Member of the Oklahoma House of Representatives from the 82nd district
- In office January 4, 2005 – January 8, 2013
- Preceded by: Leonard Sullivan
- Succeeded by: Mike Turner

36th Mayor of Oklahoma City
- In office November 3, 2003 – March 2, 2004
- Preceded by: Kirk Humphreys
- Succeeded by: Mick Cornett

Personal details
- Born: Guy Hoyt Liebmann April 27, 1936 Shawnee, Oklahoma, U.S.
- Died: June 8, 2026 (aged 90)
- Party: Republican
- Education: University of Oklahoma

= Guy Liebmann =

American politician (1936–2026)

Guy Hoyt Liebmann (April 27, 1936 – June 8, 2026) was an American politician from Oklahoma City, Oklahoma.

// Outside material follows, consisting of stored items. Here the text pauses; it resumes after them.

// crates/certsuite-usage-core/src/interfaces/mod.rs
// ============================================================================
// Module: Certsuite Usage Interfaces
// Description: Backend-agnostic interfaces for storage and upstream APIs.
// Purpose: Define the contract surfaces used by the usage aggregators.
// Dependencies: crate::core, thiserror
// ============================================================================

//! ## Overview
//! Aggregators talk to the outside world only through these traits: a
//! [`StoreOpener`] that yields a fresh [`UsageStore`] per run, a
//! [`RegistryClient`] for pull logs, and a [`CiClient`] for job runs. Store
//! backends and HTTP clients live in their own crates.

// ============================================================================
// SECTION: Imports
// ============================================================================

use thiserror::Error;
use time::Date;

use crate::core::AggregatedLogRow;
use crate::core::AggregatedLogs;
use crate::core::ComponentRunRow;
use crate::core::FetchWindow;
use crate::core::JobsPage;
use crate::core::ValidationError;

// ============================================================================
// SECTION: Usage Store
// ============================================================================

/// Usage store errors.
#[derive(Debug, Error)]
pub enum StoreError {
    /// The store could not be reached or opened.
    #[error("usage store connection failed: {0}")]
    Connection(String),
    /// Required tables could not be created.
    #[error("usage store schema creation failed: {0}")]
    Schema(String),
    /// The row was rejected before writing.
    #[error("usage store rejected row: {0}")]
    Validation(String),
    /// The store failed to apply a write.
    #[error("usage store write failed: {0}")]
    Write(String),
    /// The store failed to read back a row.
    #[error("usage store read failed: {0}")]
    Read(String),
}

impl From<ValidationError> for StoreError {
    fn from(error: ValidationError) -> Self {
        Self::Validation(error.to_string())
    }
}

/// Persistence for aggregated usage rows.
///
/// Conflict policy is shared by every backend: aggregated log counts
/// accumulate on a `(date, kind)` conflict, and component runs replace every
/// column on a `job_id` conflict.
pub trait UsageStore {
    /// Creates the usage tables when they do not exist.
    ///
    /// # Errors
    ///
    /// Returns [`StoreError::Schema`] when table creation fails.
    fn ensure_tables(&self) -> Result<(), StoreError>;

    /// Inserts a log row or adds its count to the stored row.
    ///
    /// # Errors
    ///
    /// Returns [`StoreError::Validation`] for invalid rows and
    /// [`StoreError::Write`] when the store rejects the write.
    fn upsert_aggregated_log(&self, row: &AggregatedLogRow) -> Result<(), StoreError>;

    /// Inserts a component run row or replaces the stored row.
    ///
    /// # Errors
    ///
    /// Returns [`StoreError::Validation`] for invalid rows and
    /// [`StoreError::Write`] when the store rejects the write.
    fn upsert_component_run(&self, row: &ComponentRunRow) -> Result<(), StoreError>;

    /// Loads the stored log row for `(date, kind)`.
    ///
    /// # Errors
    ///
    /// Returns [`StoreError::Read`] when the lookup fails.
    fn load_aggregated_log(
        &self,
        date: Date,
        kind: &str,
    ) -> Result<Option<AggregatedLogRow>, StoreError>;

    /// Loads the stored component run row for `job_id`.
    ///
    /// # Errors
    ///
    /// Returns [`StoreError::Read`] when the lookup fails.
    fn load_component_run(&self, job_id: &str) -> Result<Option<ComponentRunRow>, StoreError>;
}

/// Opens a usage store scoped to a single aggregator run.
pub trait StoreOpener {
    /// Opens the store and ensures its tables exist.
    ///
    /// # Errors
    ///
    /// Returns [`StoreError::Connection`] or [`StoreError::Schema`] when the
    /// store cannot be prepared.
    fn open(&self) -> Result<Box<dyn UsageStore>, StoreError>;
}

// ============================================================================
// SECTION: Upstream Clients
// ============================================================================

/// Upstream API client errors.
#[derive(Debug, Error)]
pub enum ClientError {
    /// The client could not be constructed.
    #[error("api client init failed: {0}")]
    Init(String),
    /// The request could not be sent or completed.
    #[error("api request failed: {0}")]
    Request(String),
    /// The API answered with a non-success status.
    #[error("api returned status {status}: {body}")]
    Status {
        /// HTTP status code.
        status: u16,
        /// Truncated response body.
        body: String,
    },
    /// The response body could not be decoded.
    #[error("api response decode failed: {0}")]
    Decode(String),
}

/// Registry pull-log API.
pub trait RegistryClient {
    /// Fetches aggregated pull logs for a repository within `window`.
    ///
    /// # Errors
    ///
    /// Returns [`ClientError`] when the request or decoding fails.
    fn aggregated_logs(
        &self,
        namespace: &str,
        repository: &str,
        window: &FetchWindow,
    ) -> Result<AggregatedLogs, ClientError>;
}

/// CI job-reporting API.
pub trait CiClient {
    /// Fetches jobs created within the trailing `days_back` days.
    ///
    /// # Errors
    ///
    /// Returns [`ClientError`] when the request or decoding fails.
    fn jobs(&self, days_back: u32) -> Result<Vec<JobsPage>, ClientError>;
}
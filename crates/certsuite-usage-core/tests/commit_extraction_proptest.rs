// crates/certsuite-usage-core/tests/commit_extraction_proptest.rs
// ============================================================================
// Module: Commit Extraction Property Tests
// Description: Property coverage for component name parsing and parsers.
// Purpose: Ensure extraction and timestamp parsing never panic.
// Dependencies: certsuite-usage-core, proptest
// ============================================================================

//! ## Overview
//! Property tests over arbitrary component names and datetime strings.

#![allow(
    clippy::panic,
    clippy::unwrap_used,
    clippy::expect_used,
    reason = "Test-only assertions and helpers are permitted."
)]

use certsuite_usage_core::UNKNOWN_COMMIT;
use certsuite_usage_core::parse_ci_timestamp;
use certsuite_usage_core::parse_registry_datetime;
use certsuite_usage_core::runtime::extract_commit_hash;
use proptest::prelude::*;

proptest! {
    #[test]
    fn commit_is_second_token(name in "[a-z-]{1,20}", commit in "[0-9a-f]{7,40}", tail in "( [a-z]{1,5}){0,3}") {
        let component = format!("{name} {commit}{tail}");
        prop_assert_eq!(extract_commit_hash(&component), commit);
    }

    #[test]
    fn single_token_yields_unknown(name in "[^\\s]{0,30}") {
        prop_assert_eq!(extract_commit_hash(&name), UNKNOWN_COMMIT);
    }

    #[test]
    fn arbitrary_datetimes_do_not_panic(value in ".{0,64}") {
        let _ = parse_registry_datetime(&value);
        let _ = parse_ci_timestamp(&value);
    }
}
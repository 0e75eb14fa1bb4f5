//! Config loading and validation tests for certsuite-usage-config.
// crates/certsuite-usage-config/tests/config_loading.rs
// =============================================================================
// Module: Config Loading Tests
// Description: File formats, environment overlay, and required values.
// Purpose: Ensure configuration resolves and fails by field name.
// =============================================================================

use std::collections::HashMap;
use std::fs;
use std::path::Path;
use std::path::PathBuf;

use certsuite_usage_config::ConfigError;
use certsuite_usage_config::UsageConfig;
use certsuite_usage_core::BackendResolution;
use certsuite_usage_core::StoreBackend;
use tempfile::TempDir;

type TestResult = Result<(), String>;

const FULL_TOML: &str = r#"
[registry]
bearer_token = "file-token"
namespace = "redhat-best-practices-for-k8s"
repository = "certsuite"

[ci]
client_id = "remoteci/abc"
api_secret = "file-secret"
page_size = 50

[http]
timeout_ms = 10000

[database]
backend = "sqlite"

[database.sqlite]
path = "data/usage.db"
"#;

fn env_of(pairs: &[(&str, &str)]) -> impl Fn(&str) -> Option<String> {
    let map: HashMap<String, String> =
        pairs.iter().map(|(key, value)| ((*key).to_string(), (*value).to_string())).collect();
    move |key| map.get(key).cloned()
}

fn write(dir: &TempDir, name: &str, content: &str) -> Result<PathBuf, String> {
    let path = dir.path().join(name);
    fs::write(&path, content).map_err(|err| err.to_string())?;
    Ok(path)
}

fn expect_missing(result: Result<UsageConfig, ConfigError>, expected: &str) -> TestResult {
    match result {
        Err(ConfigError::Missing {
            field, ..
        }) if field == expected => Ok(()),
        Err(other) => Err(format!("expected missing {expected}, got {other}")),
        Ok(_) => Err(format!("expected missing {expected}, got valid config")),
    }
}

#[test]
fn toml_file_loads_and_validates() -> TestResult {
    let dir = TempDir::new().map_err(|err| err.to_string())?;
    let path = write(&dir, "usage.toml", FULL_TOML)?;
    let config =
        UsageConfig::load_with_env(Some(&path), env_of(&[])).map_err(|err| err.to_string())?;
    if config.ci.page_size != 50 || config.http.timeout_ms != 10_000 {
        return Err(format!("unexpected values: {:?} {:?}", config.ci.page_size, config.http));
    }
    if config.sqlite_store_config().path != Path::new("data/usage.db") {
        return Err("sqlite path not taken from file".to_string());
    }
    let target = config.registry_target().map_err(|err| err.to_string())?;
    if target.repository != "certsuite" {
        return Err(format!("unexpected repository {}", target.repository));
    }
    Ok(())
}

#[test]
fn json_file_is_parsed_by_extension() -> TestResult {
    let dir = TempDir::new().map_err(|err| err.to_string())?;
    let json = r#"{
        "registry": {"bearer_token": "t", "namespace": "ns", "repository": "repo"},
        "ci": {"client_id": "id", "api_secret": "secret"}
    }"#;
    let path = write(&dir, "usage.json", json)?;
    let config =
        UsageConfig::load_with_env(Some(&path), env_of(&[])).map_err(|err| err.to_string())?;
    if config.registry.namespace.as_deref() != Some("ns") {
        return Err("namespace not parsed from json".to_string());
    }
    Ok(())
}

#[test]
fn environment_overrides_file_values() -> TestResult {
    let dir = TempDir::new().map_err(|err| err.to_string())?;
    let path = write(&dir, "usage.toml", FULL_TOML)?;
    let env = env_of(&[
        ("BEARER_TOKEN", "env-token"),
        ("DB_CHOICE", "remote"),
        ("DB_USER", "usage"),
        ("DB_PASSWORD", "pw"),
        ("DB_URL", "db.internal"),
        ("DB_PORT", "6543"),
        ("DB_NAME", "usage_db"),
    ]);
    let config = UsageConfig::load_with_env(Some(&path), env).map_err(|err| err.to_string())?;
    let quay = config.quay_client_config().map_err(|err| err.to_string())?;
    if quay.bearer_token != "env-token" {
        return Err("bearer token not overridden".to_string());
    }
    if config.database.resolution() != BackendResolution::Recognized(StoreBackend::Postgres) {
        return Err("backend not overridden".to_string());
    }
    let postgres = config.postgres_store_config().map_err(|err| err.to_string())?;
    if postgres.redacted_target() != "usage@db.internal:6543/usage_db" {
        return Err(format!("unexpected target {}", postgres.redacted_target()));
    }
    if postgres.password != "pw" {
        return Err("password not overridden".to_string());
    }
    Ok(())
}

#[test]
fn blank_environment_values_are_ignored() -> TestResult {
    let dir = TempDir::new().map_err(|err| err.to_string())?;
    let path = write(&dir, "usage.toml", FULL_TOML)?;
    let config = UsageConfig::load_with_env(Some(&path), env_of(&[("BEARER_TOKEN", "  ")]))
        .map_err(|err| err.to_string())?;
    if config.registry.bearer_token.as_deref() != Some("file-token") {
        return Err("blank env value replaced file value".to_string());
    }
    Ok(())
}

#[test]
fn environment_alone_is_sufficient() -> TestResult {
    let dir = TempDir::new().map_err(|err| err.to_string())?;
    let missing = dir.path().join("absent.toml");
    let env = env_of(&[
        ("BEARER_TOKEN", "t"),
        ("NAMESPACE", "ns"),
        ("REPOSITORY", "repo"),
        ("CLIENT_ID", "id"),
        ("API_SECRET", "secret"),
    ]);
    if UsageConfig::load_with_env(Some(&missing), env_of(&[])).is_ok() {
        return Err("missing explicit file should fail".to_string());
    }
    let mut config = UsageConfig::default();
    config.apply_env(env).map_err(|err| err.to_string())?;
    config.validate().map_err(|err| err.to_string())?;
    if config.database.resolution().backend() != StoreBackend::Sqlite {
        return Err("default backend should be sqlite".to_string());
    }
    Ok(())
}

#[test]
fn config_path_comes_from_environment_variable() -> TestResult {
    let dir = TempDir::new().map_err(|err| err.to_string())?;
    let path = write(&dir, "from-env.toml", FULL_TOML)?;
    let path_text = path.to_string_lossy().to_string();
    let config = UsageConfig::load_with_env(None, env_of(&[("CERTSUITE_USAGE_CONFIG", path_text.as_str())]))
        .map_err(|err| err.to_string())?;
    if config.ci.client_id.as_deref() != Some("remoteci/abc") {
        return Err("config not loaded from env path".to_string());
    }
    Ok(())
}

#[test]
fn missing_bearer_token_is_named() -> TestResult {
    let dir = TempDir::new().map_err(|err| err.to_string())?;
    let path = write(&dir, "usage.toml", &FULL_TOML.replace("bearer_token = \"file-token\"", ""))?;
    expect_missing(UsageConfig::load_with_env(Some(&path), env_of(&[])), "registry.bearer_token")
}

#[test]
fn missing_api_secret_is_named() -> TestResult {
    let dir = TempDir::new().map_err(|err| err.to_string())?;
    let path = write(&dir, "usage.toml", &FULL_TOML.replace("api_secret = \"file-secret\"", ""))?;
    expect_missing(UsageConfig::load_with_env(Some(&path), env_of(&[])), "ci.api_secret")
}

#[test]
fn postgres_backend_requires_user() -> TestResult {
    let dir = TempDir::new().map_err(|err| err.to_string())?;
    let path = write(&dir, "usage.toml", FULL_TOML)?;
    expect_missing(
        UsageConfig::load_with_env(Some(&path), env_of(&[("DB_CHOICE", "postgres")])),
        "database.postgres.user",
    )
}

#[test]
fn invalid_port_is_rejected() -> TestResult {
    let dir = TempDir::new().map_err(|err| err.to_string())?;
    let path = write(&dir, "usage.toml", FULL_TOML)?;
    match UsageConfig::load_with_env(Some(&path), env_of(&[("DB_PORT", "not-a-port")])) {
        Err(ConfigError::Invalid(message)) if message.contains("DB_PORT") => Ok(()),
        other => Err(format!("expected invalid port, got {other:?}")),
    }
}

#[test]
fn unknown_fields_are_parse_errors() -> TestResult {
    let dir = TempDir::new().map_err(|err| err.to_string())?;
    let path = write(&dir, "usage.toml", &format!("{FULL_TOML}\n[extra]\nkey = 1\n"))?;
    match UsageConfig::load_with_env(Some(&path), env_of(&[])) {
        Err(ConfigError::Parse(_)) => Ok(()),
        other => Err(format!("expected parse error, got {other:?}")),
    }
}

#[test]
fn unrecognized_backend_falls_back_to_sqlite() -> TestResult {
    let dir = TempDir::new().map_err(|err| err.to_string())?;
    let path = write(&dir, "usage.toml", FULL_TOML)?;
    let config = UsageConfig::load_with_env(Some(&path), env_of(&[("DB_CHOICE", "mysql")]))
        .map_err(|err| err.to_string())?;
    match config.database.resolution() {
        BackendResolution::Unrecognized(flag) if flag == "mysql" => Ok(()),
        other => Err(format!("unexpected resolution {other:?}")),
    }
}

#[test]
fn flat_camel_case_json_is_accepted() -> TestResult {
    let dir = TempDir::new().map_err(|err| err.to_string())?;
    let json = r#"{"bearerToken":"t","clientID":"id","apiSecret":"s","namespace":"ns","repository":"repo"}"#;
    let path = write(&dir, "config.json", json)?;
    let config =
        UsageConfig::load_with_env(Some(&path), env_of(&[])).map_err(|err| err.to_string())?;
    let dci = config.dci_client_config().map_err(|err| err.to_string())?;
    if dci.client_id != "id" || dci.api_secret != "s" {
        return Err(format!("unexpected ci credentials {dci:?}"));
    }
    let target = config.registry_target().map_err(|err| err.to_string())?;
    if target.namespace != "ns" || target.repository != "repo" {
        return Err(format!("unexpected target {target:?}"));
    }
    if config.registry.bearer_token.as_deref() != Some("t") {
        return Err("bearer token not read from flat json".to_string());
    }
    if config.database.resolution().backend() != StoreBackend::Sqlite {
        return Err("flat json should keep the default backend".to_string());
    }
    Ok(())
}

#[test]
fn flat_json_takes_environment_overrides() -> TestResult {
    let dir = TempDir::new().map_err(|err| err.to_string())?;
    let json = r#"{"clientID":"id","apiSecret":"s","namespace":"ns","repository":"repo"}"#;
    let path = write(&dir, "config.json", json)?;
    let config = UsageConfig::load_with_env(Some(&path), env_of(&[("BEARER_TOKEN", "env-token")]))
        .map_err(|err| err.to_string())?;
    if config.registry.bearer_token.as_deref() != Some("env-token") {
        return Err("bearer token not taken from environment".to_string());
    }
    Ok(())
}

#[test]
fn json_matching_neither_layout_reports_sectioned_error() -> TestResult {
    let dir = TempDir::new().map_err(|err| err.to_string())?;
    let path = write(&dir, "config.json", r#"{"bearerToken":"t","token":"x"}"#)?;
    match UsageConfig::load_with_env(Some(&path), env_of(&[])) {
        Err(ConfigError::Parse(message)) if message.contains("bearerToken") => Ok(()),
        other => Err(format!("expected parse error, got {other:?}")),
    }
}

#[test]
fn unknown_http_fields_are_parse_errors() -> TestResult {
    let dir = TempDir::new().map_err(|err| err.to_string())?;
    let path = write(&dir, "usage.toml", &FULL_TOML.replace("timeout_ms", "timeout_msec"))?;
    match UsageConfig::load_with_env(Some(&path), env_of(&[])) {
        Err(ConfigError::Parse(message)) if message.contains("timeout_msec") => Ok(()),
        other => Err(format!("expected parse error, got {other:?}")),
    }
}
// crates/certsuite-usage-core/src/core/mod.rs
// ============================================================================
// Module: Certsuite Usage Core Types
// Description: Row model, upstream payloads, and parsing helpers.
// Purpose: Provide typed values shared by stores, clients, and aggregators.
// Dependencies: serde, thiserror, time
// ============================================================================

//! ## Overview
//! Core types describe what is fetched (registry log entries, CI jobs) and
//! what is persisted (aggregated log rows, component run rows), together with
//! the date and timestamp handling that connects the two.

// ============================================================================
// SECTION: Submodules
// ============================================================================

pub mod backend;
pub mod rows;
pub mod timestamps;
pub mod window;
pub mod wire;

// ============================================================================
// SECTION: Re-Exports
// ============================================================================

pub use backend::BackendResolution;
pub use backend::StoreBackend;
pub use rows::AggregatedLogRow;
pub use rows::ComponentRunRow;
pub use rows::ResultTotals;
pub use rows::STORE_DATE_FORMAT;
pub use rows::UNKNOWN_COMMIT;
pub use rows::ValidationError;
pub use rows::format_store_date;
pub use rows::parse_store_date;
pub use timestamps::TimestampError;
pub use timestamps::parse_ci_timestamp;
pub use timestamps::parse_registry_datetime;
pub use window::FetchWindow;
pub use window::REGISTRY_QUERY_DATE_FORMAT;
pub use wire::AggregatedLogEntry;
pub use wire::AggregatedLogs;
pub use wire::Component;
pub use wire::Job;
pub use wire::JobResult;
pub use wire::JobsPage;
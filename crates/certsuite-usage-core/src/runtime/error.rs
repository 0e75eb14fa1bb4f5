// crates/certsuite-usage-core/src/runtime/error.rs
// ============================================================================
// Module: Ingest Errors
// Description: Failure taxonomy for aggregator runs.
// Purpose: Keep fetch, parse, and write failures distinguishable.
// Dependencies: crate::{core, interfaces}, thiserror
// ============================================================================

//! ## Overview
//! Every aggregator failure aborts the run. [`IngestError`] keeps the stage
//! that failed visible: client construction, upstream fetch, timestamp
//! parsing, or the store (connection, schema, validation, write).

// ============================================================================
// SECTION: Imports
// ============================================================================

use thiserror::Error;

use crate::core::TimestampError;
use crate::core::ValidationError;
use crate::interfaces::ClientError;
use crate::interfaces::StoreError;

// ============================================================================
// SECTION: Errors
// ============================================================================

/// Aggregator run failures.
#[derive(Debug, Error)]
pub enum IngestError {
    /// The upstream client could not be constructed.
    #[error("client init failed: {0}")]
    ClientInit(String),
    /// The upstream API call failed.
    #[error("fetch failed: {0}")]
    Fetch(ClientError),
    /// An upstream datetime could not be parsed.
    #[error("datetime parse failed: {0}")]
    DatetimeParse(TimestampError),
    /// The store failed (connection, schema, validation, or write).
    #[error(transparent)]
    Store(#[from] StoreError),
}

impl From<ValidationError> for IngestError {
    fn from(error: ValidationError) -> Self {
        Self::Store(StoreError::from(error))
    }
}

impl From<TimestampError> for IngestError {
    fn from(error: TimestampError) -> Self {
        Self::DatetimeParse(error)
    }
}

/// Counts reported by a completed aggregator run.
#[derive(Debug, Clone, Copy, Default, PartialEq, Eq)]
pub struct RunSummary {
    /// Upstream records examined.
    pub fetched: usize,
    /// Upserts applied to the store.
    ///
    /// Repeated keys are counted once per upsert, so this can exceed the
    /// number of distinct stored rows.
    pub upserts: usize,
}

He was a member of the Republican Party who at different times served as a state representative, city councilman, and mayor. He attended Classen High School and graduated in 1954. Liebmann graduated from the University of Oklahoma.

==Political career==
Liebmann served in the Oklahoma House of Representatives where he represented the 82nd District from 2005 to 2013, the later annum when lost in the Republican primary. He also served as acting Mayor of Oklahoma City from 2003 to 2004, when Mick Cornett won the election to replace Kirk Humphreys. Liebmann previously served as an Oklahoma City Council member, and in the United States Marine Corps.

==Death==
Liebmann died on June 8, 2026, at the age of 90.